À
Marisol Touraine,
Ministère des affaires sociales et de la santé, 🧭Gouvernement Valls 2 •
29 nov. 2016Mme Maud Olivier attire l'attention de Mme la ministre des affaires sociales et de la santé sur la place des enseignants en activité physique adaptée. L'activité physique adaptée, réalisée par un enseignant en APA est reconnue dans les établissements de santé ou médico-sociaux. Les enseignants en APA, titulaires d'une licence STAPS en activité physique adaptée et santé, travaillent auprès des patients en affection de longue durée, auprès de personnes ayant les atteintes locomotrices et fonctionnelles les plus importantes afin de leur permettre de recouvrer ou d'entretenir leurs capacités physiques, psychologiques ou sociales, nécessaires à leur état de santé. Par la co-construction d'un projet personnalisé de pratique physique et un travail sur les conditions d'une mise en œuvre pérenne, l'intervention de l'enseignant en APA dépasse l'approche par le sport et la seule mise en exercice des patients. Elle s'inscrit dans une approche collaborative impliquant les autres professionnels. C'est pour cette raison que l'enseignant en APA trouve sa place au sein d'équipes pluridisciplinaires de soins ou de réadaptation, toujours sous la responsabilité médicale.

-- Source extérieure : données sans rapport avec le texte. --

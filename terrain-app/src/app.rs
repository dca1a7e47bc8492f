//! Application configuration and run loop with builder pattern.

use std::error::Error;
use std::path::PathBuf;
use terrain_data::{HoleFillMode, LoaderConfig, TerrainLoader, TerrainSummary};
use tracing::info;

/// Logging configuration.
pub struct LoggingConfig {
    pub level: String,
}

impl Default for LoggingConfig {
    fn default() -> Self {
        Self {
            level: "info".to_string(),
        }
    }
}

/// How the summary of a loaded terrain is reported.
#[derive(Debug, Clone, Copy, PartialEq, Eq, Default)]
pub enum OutputFormat {
    #[default]
    Text,
    Json,
}

/// Builder for configuring and running the application.
pub struct AppBuilder {
    path: PathBuf,
    loader: LoaderConfig,
    logging: LoggingConfig,
    output: OutputFormat,
}

impl AppBuilder {
    /// Create a new AppBuilder for one input file.
    pub fn new(path: impl Into<PathBuf>) -> Self {
        Self {
            path: path.into(),
            loader: LoaderConfig::default(),
            logging: LoggingConfig::default(),
            output: OutputFormat::default(),
        }
    }

    /// Select the hole fill policy.
    pub fn with_hole_fill(mut self, mode: HoleFillMode) -> Self {
        self.loader = self.loader.with_hole_fill(mode);
        self
    }

    /// Override the LAS format 2 color multiplier.
    pub fn with_las_rgb_scale(mut self, scale: f32) -> Self {
        self.loader = self.loader.with_las_rgb_scale(scale);
        self
    }

    /// Cap the height grid size, in cells.
    pub fn with_max_grid_cells(mut self, cells: usize) -> Self {
        self.loader = self.loader.with_max_grid_cells(cells);
        self
    }

    /// Configure logging.
    pub fn with_logging(mut self, config: LoggingConfig) -> Self {
        self.logging = config;
        self
    }

    pub fn with_output(mut self, output: OutputFormat) -> Self {
        self.output = output;
        self
    }

    /// Run the application.
    pub fn run(self) -> Result<(), Box<dyn Error>> {
        self.init_logging();

        info!("Loading {}", self.path.display());
        let terrain = TerrainLoader::from_path_with_config(&self.path, &self.loader)?;
        let summary = terrain.summary();

        match self.output {
            OutputFormat::Json => println!("{}", serde_json::to_string_pretty(&summary)?),
            OutputFormat::Text => print_summary(&summary),
        }
        Ok(())
    }

    fn init_logging(&self) {
        tracing_subscriber::fmt()
            .with_env_filter(
                tracing_subscriber::EnvFilter::try_from_default_env()
                    .unwrap_or_else(|_| tracing_subscriber::EnvFilter::new(&self.logging.level)),
            )
            .with_target(false)
            .with_writer(std::io::stderr)
            .init();
    }
}

fn print_summary(summary: &TerrainSummary) {
    if let (Some(version), Some(format)) = (&summary.las_version, summary.las_point_format) {
        println!("LAS {} (point format {})", version, format);
    }
    println!("points:    {}", summary.points);
    println!("grid:      {} x {}", summary.width, summary.depth);
    println!("vertices:  {}", summary.vertices);
    println!("triangles: {}", summary.triangles);
    println!("holes:     {} ({} filled)", summary.holes, summary.filled_holes);
    println!(
        "offset:    {:.3} {:.3} {:.3}",
        summary.offset[0], summary.offset[1], summary.offset[2]
    );
    println!("min y:     {:.3}", summary.min_y);
}
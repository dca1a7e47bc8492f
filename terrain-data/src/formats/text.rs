//! Whitespace separated text point clouds.

use super::AxisRemap;
use crate::error::Result;
use crate::types::Point;
use glam::Vec3;
use std::io::BufRead;
use tracing::{debug, warn};

/// Read one point per line from `X Z Y` columns.
///
/// Columns after the third are ignored. Blank lines are skipped, and so are
/// lines that are not UTF-8 or lack three numeric columns.
pub fn read_text<R: BufRead>(reader: R, color: Vec3) -> Result<Vec<Point>> {
    let mut points = Vec::new();
    let mut skipped = 0usize;

    for (line_number, bytes) in reader.split(b'\n').enumerate() {
        let bytes = bytes?;
        let Ok(line) = std::str::from_utf8(&bytes) else {
            debug!("Skipping line {}: not UTF-8", line_number + 1);
            skipped += 1;
            continue;
        };
        if line.trim().is_empty() {
            continue;
        }

        let mut columns = line.split_whitespace().map(str::parse::<f32>);
        match (columns.next(), columns.next(), columns.next()) {
            (Some(Ok(a)), Some(Ok(b)), Some(Ok(c))) => {
                points.push(Point::new(AxisRemap::TEXT.apply([a, b, c]), color));
            }
            _ => {
                debug!("Skipping line {}: {:?}", line_number + 1, line);
                skipped += 1;
            }
        }
    }

    if skipped > 0 {
        warn!("Skipped {} malformed lines", skipped);
    }
    Ok(points)
}
//! Terrain Data Crate
//!
//! Turns LIDAR-style point clouds into a renderable height grid mesh.
//! This crate is GPU-agnostic; its vertex types are `Pod` so a renderer can
//! upload the buffers directly.
//!
//! ## Pipeline
//!
//! 1. [`formats`]: read `.txt`, `.lasbin` or `.las` files into colored points
//! 2. [`bounds`]: find the bounding box and move its minimum corner to the origin
//! 3. [`heightmap`]: bin points into a unit grid and patch empty cells
//! 4. [`triangulation`]: index the grid, two triangles per quad
//! 5. [`normals`]: smoothed per-vertex normals
//!
//! [`TerrainLoader`] runs all of it once and exposes the results.
//!
//! ## Example
//!
//! ```ignore
//! use terrain_data::TerrainLoader;
//!
//! let terrain = TerrainLoader::from_path("survey.las")?;
//! let (vertices, indices) = terrain.indexed_data();
//! ```

pub mod bounds;
pub mod config;
pub mod error;
pub mod formats;
pub mod heightmap;
pub mod loader;
pub mod normals;
pub mod triangulation;
pub mod types;

pub use config::{HoleFillMode, LoaderConfig};
pub use error::LoadError;
pub use formats::{LasHeader, SourceFormat};
pub use loader::{TerrainLoader, TerrainSummary};
pub use types::{Bounds, ColorNormalVertex, ColorVertex, MeshVertex, Point, Triangle};
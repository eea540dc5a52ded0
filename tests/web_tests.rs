//! The access interceptor in front of the API router.

use axum::body::{to_bytes, Body};
use axum::http::{Request, StatusCode};
use chrono::{TimeZone, Utc};
use logstore::clock::{Clock, MockClock};
use logstore::config::EmitterConfig;
use logstore::pipeline::Emitter;
use logstore::quota::{FixedQuotaQuerier, LogReporter, Quota, QuotaUnit};
use logstore::record::{AccessLogRecord, Protocol};
use logstore::service::Service;
use logstore::storage::MemoryStorage;
use logstore::web::{build_router, AppState};
use std::sync::Arc;
use std::time::Duration;
use tower::ServiceExt;

struct App {
    state: AppState,
    storage: Arc<MemoryStorage<AccessLogRecord>>,
}

fn app(main: EmitterConfig, quota: Option<Quota>) -> App {
    let clock = MockClock::new(Utc.with_ymd_and_hms(2023, 1, 1, 0, 0, 0).unwrap());
    let clock: Arc<dyn Clock> = Arc::new(clock);
    let storage = Arc::new(MemoryStorage::new());
    let service = Service::new(
        clock.clone(),
        vec![Emitter::new("main", clock.clone(), &main, storage.clone())],
        Arc::new(FixedQuotaQuerier::new(quota)),
        Arc::new(LogReporter),
    );

    App {
        state: AppState {
            service: Arc::new(service),
            clock,
        },
        storage,
    }
}

fn quota(amount: u64) -> Quota {
    let start = Utc.with_ymd_and_hms(2023, 1, 1, 0, 0, 0).unwrap();
    Quota {
        unit: QuotaUnit::RequestsAllAuthenticated,
        amount,
        interval: Duration::from_secs(3600),
        limit: true,
        period_start: start,
        period_end: start + chrono::Duration::hours(1),
        notifications: Vec::new(),
    }
}

fn usage_request(instance_id: &str) -> Request<Body> {
    Request::builder()
        .uri(format!("/api/usage/{}", instance_id))
        .header("host", "auth.example.com:8080")
        .header("x-instance-id", instance_id)
        .header("authorization", "Bearer secret")
        .body(Body::empty())
        .unwrap()
}

async fn body_json(response: axum::response::Response) -> serde_json::Value {
    let bytes = to_bytes(response.into_body(), usize::MAX).await.unwrap();
    serde_json::from_slice(&bytes).unwrap()
}

#[tokio::test]
async fn test_request_is_logged_after_handler() {
    let app = app(EmitterConfig::default(), Some(quota(5)));

    let response = build_router(app.state.clone())
        .oneshot(usage_request("inst-1"))
        .await
        .unwrap();

    assert_eq!(response.status(), StatusCode::OK);
    let body = body_json(response).await;
    assert_eq!(body["used"], 0);
    assert_eq!(body["remaining"], 5);

    let records = app.storage.records();
    assert_eq!(records.len(), 1);
    let record = &records[0];
    assert_eq!(record.instance_id, "inst-1");
    assert_eq!(record.protocol, Protocol::Http);
    assert_eq!(record.request_url, "/api/usage/inst-1");
    assert_eq!(record.response_status, 200);
    assert_eq!(record.requested_host, "auth.example.com:8080");
    assert_eq!(record.requested_domain, "auth.example.com");
    assert_eq!(record.request_headers["authorization"], vec!["[REDACTED]".to_string()]);
}

#[tokio::test]
async fn test_exhausted_quota_rejects_without_logging() {
    let app = app(EmitterConfig::default(), Some(quota(2)));
    let router = build_router(app.state.clone());

    for _ in 0..2 {
        let response = router.clone().oneshot(usage_request("inst-1")).await.unwrap();
        assert_eq!(response.status(), StatusCode::OK);
    }

    let response = router.clone().oneshot(usage_request("inst-1")).await.unwrap();
    assert_eq!(response.status(), StatusCode::TOO_MANY_REQUESTS);
    let bytes = to_bytes(response.into_body(), usize::MAX).await.unwrap();
    assert_eq!(&bytes[..], b"quota for authenticated requests exceeded");

    assert_eq!(app.storage.len(), 2);
}

#[tokio::test]
async fn test_health_is_not_metered() {
    let app = app(EmitterConfig::default(), Some(quota(0)));

    let response = build_router(app.state.clone())
        .oneshot(Request::builder().uri("/health").body(Body::empty()).unwrap())
        .await
        .unwrap();

    assert_eq!(response.status(), StatusCode::OK);
    assert!(app.storage.is_empty());
}

#[tokio::test]
async fn test_sink_failure_does_not_fail_request() {
    let app = app(EmitterConfig::default(), None);
    app.storage.fail_next_bulks(1);

    let response = build_router(app.state.clone())
        .oneshot(usage_request("inst-1"))
        .await
        .unwrap();

    assert_eq!(response.status(), StatusCode::OK);
    let body = body_json(response).await;
    assert_eq!(body["accounted"], false);
    assert!(body["remaining"].is_null());
    assert!(app.storage.is_empty());
}

#[tokio::test]
async fn test_disabled_pipeline_passes_everything() {
    let app = app(EmitterConfig::disabled(), Some(quota(0)));

    let response = build_router(app.state.clone())
        .oneshot(usage_request("inst-1"))
        .await
        .unwrap();

    assert_eq!(response.status(), StatusCode::OK);
    assert!(app.storage.is_empty());
}

#[tokio::test]
async fn test_records_are_timestamped_by_clock() {
    let app = app(EmitterConfig::default(), None);
    let now = app.state.clock.now();

    build_router(app.state.clone())
        .oneshot(usage_request("inst-2"))
        .await
        .unwrap();

    assert_eq!(app.storage.records()[0].timestamp, now);
}
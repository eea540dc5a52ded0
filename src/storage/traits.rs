use crate::record::LogRecord;
use async_trait::async_trait;
use chrono::{DateTime, Utc};

/// Durable, append-only record store behind one sink.
#[async_trait]
pub trait Storage<R: LogRecord>: Send + Sync {
    /// Append a bulk. Either every record becomes visible to `count` and
    /// `prune` or none does.
    async fn bulk(&self, records: &[R]) -> Result<(), StorageError>;

    /// Number of stored records of `instance_id` with
    /// `period_start <= timestamp < period_end`.
    async fn count(
        &self,
        instance_id: &str,
        period_start: DateTime<Utc>,
        period_end: DateTime<Utc>,
    ) -> Result<u64, StorageError>;

    /// Remove every record with `timestamp < older_than`. Returns how many
    /// records were removed.
    async fn prune(&self, older_than: DateTime<Utc>) -> Result<u64, StorageError>;
}

#[derive(Debug, thiserror::Error)]
pub enum StorageError {
    #[error("database error: {0}")]
    Database(String),

    #[error("serialization error: {0}")]
    Serialization(#[from] serde_json::Error),

    #[error("storage unavailable: {0}")]
    Unavailable(String),
}

impl From<duckdb::Error> for StorageError {
    fn from(e: duckdb::Error) -> Self {
        StorageError::Database(e.to_string())
    }
}
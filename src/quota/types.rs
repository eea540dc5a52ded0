use chrono::{DateTime, Utc};
use serde::{Deserialize, Serialize};
use std::borrow::Cow;
use std::time::Duration;

/// What a quota counts.
#[derive(Debug, Clone, Copy, PartialEq, Eq, Hash, Default, Serialize, Deserialize)]
pub enum QuotaUnit {
    #[default]
    #[serde(rename = "requests.all.authenticated")]
    RequestsAllAuthenticated,
    #[serde(rename = "actions.all.runs.seconds")]
    ActionsAllRunsSeconds,
}

impl std::fmt::Display for QuotaUnit {
    fn fmt(&self, f: &mut std::fmt::Formatter<'_>) -> std::fmt::Result {
        match self {
            QuotaUnit::RequestsAllAuthenticated => write!(f, "requests.all.authenticated"),
            QuotaUnit::ActionsAllRunsSeconds => write!(f, "actions.all.runs.seconds"),
        }
    }
}

/// When to tell the platform about usage.
#[derive(Debug, Clone, PartialEq, Eq, Serialize, Deserialize)]
pub struct NotificationRule {
    pub id: String,
    /// Boundary as a share of the quota amount.
    pub percent: u32,
    /// Also notify at every multiple of the boundary (200 %, 300 %, ...).
    #[serde(default)]
    pub repeat: bool,
    #[serde(default)]
    pub call_url: Option<String>,
}

impl NotificationRule {
    /// The rule applied to quotas that configure none: usage reached the amount.
    pub fn exhausted() -> Self {
        Self {
            id: "exhausted".to_string(),
            percent: 100,
            repeat: false,
            call_url: None,
        }
    }
}

/// The quota in force for one tenant during one accounting period.
#[derive(Debug, Clone, PartialEq, Serialize, Deserialize)]
pub struct Quota {
    pub unit: QuotaUnit,
    pub amount: u64,
    pub interval: Duration,
    /// `false` means usage is accounted but never limited.
    pub limit: bool,
    pub period_start: DateTime<Utc>,
    pub period_end: DateTime<Utc>,
    #[serde(default)]
    pub notifications: Vec<NotificationRule>,
}

impl Quota {
    /// Rules in force, falling back to [`NotificationRule::exhausted`].
    pub fn rules(&self) -> Cow<'_, [NotificationRule]> {
        if self.notifications.is_empty() {
            Cow::Owned(vec![NotificationRule::exhausted()])
        } else {
            Cow::Borrowed(&self.notifications)
        }
    }

    /// Allowance left, never below zero.
    pub fn remaining(&self, used: u64) -> u64 {
        self.amount.saturating_sub(used)
    }
}

/// Usage crossed a notification boundary.
#[derive(Debug, Clone, PartialEq, Eq, Serialize, Deserialize)]
pub struct UsageNotification {
    /// Stable across retries of the same crossing.
    pub id: String,
    pub instance_id: String,
    pub unit: QuotaUnit,
    pub rule_id: String,
    pub call_url: Option<String>,
    pub period_start: DateTime<Utc>,
    /// The crossed boundary, e.g. 100 or 200 for a repeating 100 % rule.
    pub threshold_percent: u64,
    pub usage: u64,
    pub amount: u64,
    pub due_at: DateTime<Utc>,
}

Malgré la reconnaissance de cette plus-value pour les projets de soins, force est de constater que le récent décret sur les compétences d'encadrement envisage de réduire le périmètre d'intervention des enseignants en APA. Les patients atteints des limitations fonctionnelles sévères ne pourraient plus bénéficier, comme c'est le cas aujourd'hui, d'un accompagnement en activité physique adaptée dans leurs projets de réhabilitation par l'enseignant en APA. Elle souhaite donc savoir comment elle envisage de favoriser l'accès à une APA réalisée par des enseignants spécialement formés.